* _TASK BRIEF_: Below are the records; copy every line in them that holds the string "Database".

[Stored data]
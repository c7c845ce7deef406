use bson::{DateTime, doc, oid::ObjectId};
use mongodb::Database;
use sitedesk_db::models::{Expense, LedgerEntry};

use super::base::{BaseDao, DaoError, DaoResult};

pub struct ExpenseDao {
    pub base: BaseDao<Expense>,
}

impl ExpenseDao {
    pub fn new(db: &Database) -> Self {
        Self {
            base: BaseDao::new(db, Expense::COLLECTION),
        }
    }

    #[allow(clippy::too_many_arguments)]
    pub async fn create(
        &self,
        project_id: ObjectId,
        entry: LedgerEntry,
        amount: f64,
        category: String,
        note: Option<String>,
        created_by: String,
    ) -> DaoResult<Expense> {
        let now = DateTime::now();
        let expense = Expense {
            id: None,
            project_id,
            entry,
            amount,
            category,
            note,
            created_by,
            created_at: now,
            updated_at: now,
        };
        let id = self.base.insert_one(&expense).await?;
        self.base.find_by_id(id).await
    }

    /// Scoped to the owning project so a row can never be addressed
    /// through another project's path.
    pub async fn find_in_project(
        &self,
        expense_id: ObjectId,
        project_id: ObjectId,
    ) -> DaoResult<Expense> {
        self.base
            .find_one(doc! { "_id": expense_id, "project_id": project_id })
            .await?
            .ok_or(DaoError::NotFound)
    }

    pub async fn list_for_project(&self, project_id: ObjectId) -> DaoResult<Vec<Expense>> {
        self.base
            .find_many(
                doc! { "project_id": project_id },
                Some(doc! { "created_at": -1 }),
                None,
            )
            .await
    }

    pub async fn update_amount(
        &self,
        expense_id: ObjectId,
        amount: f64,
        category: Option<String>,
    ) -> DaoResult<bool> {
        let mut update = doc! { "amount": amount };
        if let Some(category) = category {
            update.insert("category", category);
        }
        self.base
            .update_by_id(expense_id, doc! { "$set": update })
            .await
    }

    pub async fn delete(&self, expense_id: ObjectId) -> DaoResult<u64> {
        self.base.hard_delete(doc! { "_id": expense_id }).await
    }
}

* _WRITTEN SOLUTION_:
use mongodb::Database;
    pub fn new(db: &Database) -> Self {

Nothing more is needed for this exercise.